▶ _WHAT YOU HAVE TO DO_: Report how many lines in the data below hold the string "when". Nothing else should appear in the answer.

▶ _DATA FOR THIS EXERCISE_:
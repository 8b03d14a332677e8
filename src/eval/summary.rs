//! Accumulated results of a feature evaluation run.
//!
//! All per-fold data is keyed `[is_test][feature_set_idx]` and holds one
//! entry per evaluated fold, in evaluation order. After the last fold,
//! [`FeatureEvaluationSummary::calc_wx_test_and_average_delta`] derives the
//! per-set p-values and average metric deltas reported by the `Display`
//! implementation.

use std::fmt;
use std::fs;
use std::io::{BufWriter, Write};
use std::path::Path;

use serde::{Deserialize, Serialize};

use super::options::FeatureEvalMode;
use crate::error::{ensure_internal, EvalError, Result};
use crate::metrics::{metric_directions, Direction, Metric, MetricFn};
use crate::stats::wx_test;

/// `[iteration][metric]` values of one fold.
pub type MetricsHistory = Vec<Vec<f64>>;

/// `(strength, feature_idx)` pairs of one fold, strongest first.
pub type FeatureStrengths = Vec<(f64, u32)>;

/// File written per fold with the test metric history.
pub const TEST_ERROR_FILE: &str = "test_error.tsv";
/// File written per fold with internal feature strengths.
pub const FSTR_FILE: &str = "fstr.tsv";
/// File written per fold with regular feature strengths.
pub const REGULAR_FSTR_FILE: &str = "regular_fstr.tsv";

/// Results of a feature evaluation run.
#[derive(Debug, Clone, Default, PartialEq, Serialize, Deserialize)]
pub struct FeatureEvaluationSummary {
    metric_names: Vec<String>,
    metric_directions: Vec<Direction>,
    feature_sets: Vec<Vec<u32>>,

    /// `[is_test][set][fold]`.
    metrics_history: [Vec<Vec<MetricsHistory>>; 2],
    /// `[is_test][set][fold]`.
    feature_strengths: [Vec<Vec<FeatureStrengths>>; 2],
    /// `[is_test][set][fold]`.
    regular_feature_strengths: [Vec<Vec<FeatureStrengths>>; 2],
    /// `[set][fold]`.
    best_baseline_iterations: Vec<Vec<u32>>,
    /// `[is_test][set][metric][fold]`.
    best_metrics: [Vec<Vec<Vec<f64>>>; 2],

    /// `[set]`.
    wx_test: Vec<f64>,
    /// `[set][metric]`.
    average_metric_delta: Vec<Vec<f64>>,
}

/// Index of the best iteration by the first metric; the earliest wins ties.
pub fn best_iteration(direction: Direction, history: &[Vec<f64>]) -> Option<usize> {
    let mut best = 0;
    let first = history.first()?.first()?;
    let mut best_value = *first;
    for (iteration, values) in history.iter().enumerate().skip(1) {
        let value = *values.first()?;
        if direction.is_better(value, best_value) {
            best = iteration;
            best_value = value;
        }
    }
    Some(best)
}

/// Directory name of one fold's training run.
pub fn fold_dir_name(mode: FeatureEvalMode, has_sets: bool, is_test: bool, set_idx: usize, fold_idx: u32) -> String {
    if is_test {
        format!("Testing_set_{set_idx}_fold_{fold_idx}")
    } else if has_sets && mode == FeatureEvalMode::OneVsOthers {
        format!("Baseline_set_{set_idx}_fold_{fold_idx}")
    } else {
        format!("Baseline_fold_{fold_idx}")
    }
}

impl FeatureEvaluationSummary {
    pub fn has_header_info(&self) -> bool {
        !self.metric_names.is_empty()
    }

    /// Fix metric columns and feature sets and size all per-set storage.
    ///
    /// # Errors
    ///
    /// Fails when a metric has no best-value direction.
    pub fn set_header_info(&mut self, metrics: &[Metric], feature_sets: &[Vec<u32>]) -> Result<()> {
        self.metric_directions = metric_directions(metrics)?;
        self.metric_names = metrics.iter().map(|m| m.name().to_string()).collect();
        self.feature_sets = feature_sets.to_vec();

        let set_count = self.feature_set_count();
        for slot in 0..2 {
            self.metrics_history[slot] = vec![Vec::new(); set_count];
            self.feature_strengths[slot] = vec![Vec::new(); set_count];
            self.regular_feature_strengths[slot] = vec![Vec::new(); set_count];
            self.best_metrics[slot] = vec![Vec::new(); set_count];
        }
        self.best_baseline_iterations = vec![Vec::new(); set_count];
        Ok(())
    }

    /// Number of result slots: one per feature set, at least one.
    pub fn feature_set_count(&self) -> usize {
        self.feature_sets.len().max(1)
    }

    pub fn metric_names(&self) -> &[String] {
        &self.metric_names
    }

    pub fn metric_directions(&self) -> &[Direction] {
        &self.metric_directions
    }

    pub fn feature_sets(&self) -> &[Vec<u32>] {
        &self.feature_sets
    }

    /// Whether any testing model has been recorded.
    pub fn has_testing_results(&self) -> bool {
        self.metrics_history[1].iter().any(|folds| !folds.is_empty())
    }

    fn check_slot(&self, set_idx: usize) -> Result<()> {
        ensure_internal!(self.has_header_info(), "Feature evaluation summary has no header");
        ensure_internal!(
            set_idx < self.feature_set_count(),
            "Feature set index {set_idx} is too large"
        );
        Ok(())
    }

    /// Record the test metric history of one fold and its best-iteration
    /// metric values.
    pub fn push_fold(&mut self, is_test: bool, set_idx: usize, history: MetricsHistory) -> Result<()> {
        self.check_slot(set_idx)?;
        let direction = self.metric_directions[0];
        let best = best_iteration(direction, &history)
            .ok_or_else(|| EvalError::Internal("Fold has no metric history".into()))?;
        let metric_count = self.metric_names.len();
        ensure_internal!(
            history[best].len() == metric_count,
            "Fold history has {} metrics, expected {metric_count}",
            history[best].len()
        );

        if !is_test {
            self.best_baseline_iterations[set_idx].push(best as u32);
        }
        let best_metrics = &mut self.best_metrics[usize::from(is_test)][set_idx];
        best_metrics.resize(metric_count, Vec::new());
        for (per_metric, value) in best_metrics.iter_mut().zip(&history[best]) {
            per_metric.push(*value);
        }
        self.metrics_history[usize::from(is_test)][set_idx].push(history);
        Ok(())
    }

    /// Record feature strengths of one fold.
    pub fn push_feature_strengths(
        &mut self,
        is_test: bool,
        set_idx: usize,
        strengths: Option<FeatureStrengths>,
        regular: Option<FeatureStrengths>,
    ) -> Result<()> {
        self.check_slot(set_idx)?;
        let slot = usize::from(is_test);
        if let Some(strengths) = strengths {
            self.feature_strengths[slot][set_idx].push(strengths);
        }
        if let Some(regular) = regular {
            self.regular_feature_strengths[slot][set_idx].push(regular);
        }
        Ok(())
    }

    /// Reuse the shared baseline of set 0 for `set_idx`.
    pub fn share_baseline(&mut self, set_idx: usize) -> Result<()> {
        self.check_slot(set_idx)?;
        self.best_metrics[0][set_idx] = self.best_metrics[0][0].clone();
        self.best_baseline_iterations[set_idx] = self.best_baseline_iterations[0].clone();
        Ok(())
    }

    /// Treat the baseline results of `baseline_idx` as the testing results of
    /// `set_idx`.
    pub fn copy_baseline_into_testing(&mut self, set_idx: usize, baseline_idx: usize) -> Result<()> {
        self.check_slot(set_idx)?;
        self.check_slot(baseline_idx)?;
        self.metrics_history[1][set_idx] = self.metrics_history[0][baseline_idx].clone();
        self.feature_strengths[1][set_idx] = self.feature_strengths[0][baseline_idx].clone();
        self.regular_feature_strengths[1][set_idx] = self.regular_feature_strengths[0][baseline_idx].clone();
        self.best_metrics[1][set_idx] = self.best_metrics[0][baseline_idx].clone();
        Ok(())
    }

    /// Derive per-set Wx p-values and average metric deltas.
    ///
    /// Deltas are signed so that a positive value means the tested model is
    /// better. Without feature sets the baseline is compared with itself.
    pub fn calc_wx_test_and_average_delta(&mut self) {
        let set_count = self.feature_set_count();
        let metric_count = self.metric_names.len();
        self.wx_test = vec![1.0; set_count];
        self.average_metric_delta = vec![vec![0.0; metric_count]; set_count];

        let empty: Vec<Vec<f64>> = Vec::new();
        for set_idx in 0..set_count {
            let baseline = self.best_metrics[0].get(set_idx).unwrap_or(&empty);
            let tested = if self.feature_sets.is_empty() {
                baseline
            } else {
                self.best_metrics[1].get(set_idx).unwrap_or(&empty)
            };
            if let (Some(baseline_loss), Some(tested_loss)) = (baseline.first(), tested.first()) {
                self.wx_test[set_idx] = wx_test(baseline_loss, tested_loss).p_value;
            }

            for metric_idx in 0..metric_count {
                let (Some(base), Some(test)) = (baseline.get(metric_idx), tested.get(metric_idx)) else {
                    continue;
                };
                let fold_count = base.len();
                if fold_count == 0 {
                    continue;
                }
                let base_avg = base.iter().sum::<f64>() / fold_count as f64;
                let test_avg = test.iter().sum::<f64>() / fold_count as f64;
                self.average_metric_delta[set_idx][metric_idx] = match self.metric_directions[metric_idx] {
                    Direction::Minimize => base_avg - test_avg,
                    Direction::Maximize => test_avg - base_avg,
                };
            }
        }
    }

    /// `[fold]` metric histories of one slot.
    pub fn metrics_history(&self, is_test: bool, set_idx: usize) -> &[MetricsHistory] {
        self.metrics_history[usize::from(is_test)]
            .get(set_idx)
            .map(Vec::as_slice)
            .unwrap_or(&[])
    }

    /// `[metric][fold]` best-iteration values of one slot.
    pub fn best_metrics(&self, is_test: bool, set_idx: usize) -> &[Vec<f64>] {
        self.best_metrics[usize::from(is_test)]
            .get(set_idx)
            .map(Vec::as_slice)
            .unwrap_or(&[])
    }

    pub fn best_baseline_iterations(&self, set_idx: usize) -> &[u32] {
        self.best_baseline_iterations
            .get(set_idx)
            .map(Vec::as_slice)
            .unwrap_or(&[])
    }

    pub fn feature_strengths(&self, is_test: bool, set_idx: usize) -> &[FeatureStrengths] {
        self.feature_strengths[usize::from(is_test)]
            .get(set_idx)
            .map(Vec::as_slice)
            .unwrap_or(&[])
    }

    pub fn regular_feature_strengths(&self, is_test: bool, set_idx: usize) -> &[FeatureStrengths] {
        self.regular_feature_strengths[usize::from(is_test)]
            .get(set_idx)
            .map(Vec::as_slice)
            .unwrap_or(&[])
    }

    /// Per-set p-values; empty before [`Self::calc_wx_test_and_average_delta`].
    pub fn wx_test(&self) -> &[f64] {
        &self.wx_test
    }

    pub fn average_metric_delta(&self, set_idx: usize) -> &[f64] {
        self.average_metric_delta
            .get(set_idx)
            .map(Vec::as_slice)
            .unwrap_or(&[])
    }

    /// Write per-fold logs of one training kind for the absolute folds
    /// `[absolute_begin, absolute_begin + fold_count)`.
    ///
    /// Every fold directory gets the test metric history and, when recorded,
    /// feature strengths. Shared baselines are read from set 0.
    pub fn write_fold_logs(
        &self,
        train_dir: &Path,
        mode: FeatureEvalMode,
        is_test: bool,
        absolute_begin: u32,
        fold_count: u32,
        absolute_offset: u32,
    ) -> Result<()> {
        let use_set_zero = !is_test && mode.has_shared_baseline();
        let has_sets = !self.feature_sets.is_empty();
        for set_idx in 0..self.feature_set_count() {
            let source_set = if use_set_zero { 0 } else { set_idx };
            for fold_idx in absolute_begin..absolute_begin + fold_count {
                let Some(pos) = fold_idx.checked_sub(absolute_offset).map(|p| p as usize) else {
                    return Err(EvalError::Internal(format!(
                        "Fold {fold_idx} precedes evaluation offset {absolute_offset}"
                    )));
                };
                let history = self
                    .metrics_history(is_test, source_set)
                    .get(pos)
                    .ok_or_else(|| EvalError::Internal(format!("No metric history for fold {fold_idx}")))?;

                let dir = train_dir.join(fold_dir_name(mode, has_sets, is_test, set_idx, fold_idx));
                fs::create_dir_all(&dir)?;
                self.write_history(&dir.join(TEST_ERROR_FILE), history)?;
                if let Some(strengths) = self.feature_strengths(is_test, source_set).get(pos) {
                    write_strengths(&dir.join(FSTR_FILE), strengths)?;
                }
                if let Some(strengths) = self.regular_feature_strengths(is_test, source_set).get(pos) {
                    write_strengths(&dir.join(REGULAR_FSTR_FILE), strengths)?;
                }
            }
        }
        Ok(())
    }

    fn write_history(&self, path: &Path, history: &[Vec<f64>]) -> Result<()> {
        let mut out = BufWriter::new(fs::File::create(path)?);
        write!(out, "iter")?;
        for name in &self.metric_names {
            write!(out, "\t{name}")?;
        }
        writeln!(out)?;
        for (iteration, values) in history.iter().enumerate() {
            write!(out, "{iteration}")?;
            for value in values {
                write!(out, "\t{value}")?;
            }
            writeln!(out)?;
        }
        out.flush()?;
        Ok(())
    }
}

fn write_strengths(path: &Path, strengths: &[(f64, u32)]) -> Result<()> {
    let mut out = BufWriter::new(fs::File::create(path)?);
    for (strength, feature) in strengths {
        writeln!(out, "{strength}\t{feature}")?;
    }
    out.flush()?;
    Ok(())
}

fn join<T: fmt::Display>(values: &[T]) -> String {
    values
        .iter()
        .map(ToString::to_string)
        .collect::<Vec<_>>()
        .join(",")
}

/// Tab-separated report, one row per feature set.
impl fmt::Display for FeatureEvaluationSummary {
    fn fmt(&self, f: &mut fmt::Formatter<'_>) -> fmt::Result {
        write!(f, "p-value\tbest iteration in each fold\t")?;
        for name in &self.metric_names {
            write!(f, "{name}\t")?;
        }
        writeln!(f, "feature set")?;

        for set_idx in 0..self.feature_set_count() {
            let p_value = self.wx_test.get(set_idx).copied().unwrap_or(1.0);
            write!(f, "{p_value}\t{}\t", join(self.best_baseline_iterations(set_idx)))?;
            for delta in self.average_metric_delta(set_idx) {
                write!(f, "{delta}\t")?;
            }
            if let Some(set) = self.feature_sets.get(set_idx) {
                write!(f, "{}", join(set))?;
            }
            writeln!(f)?;
        }
        Ok(())
    }
}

▶ _RESPONSE FOR THIS EXERCISE_: 2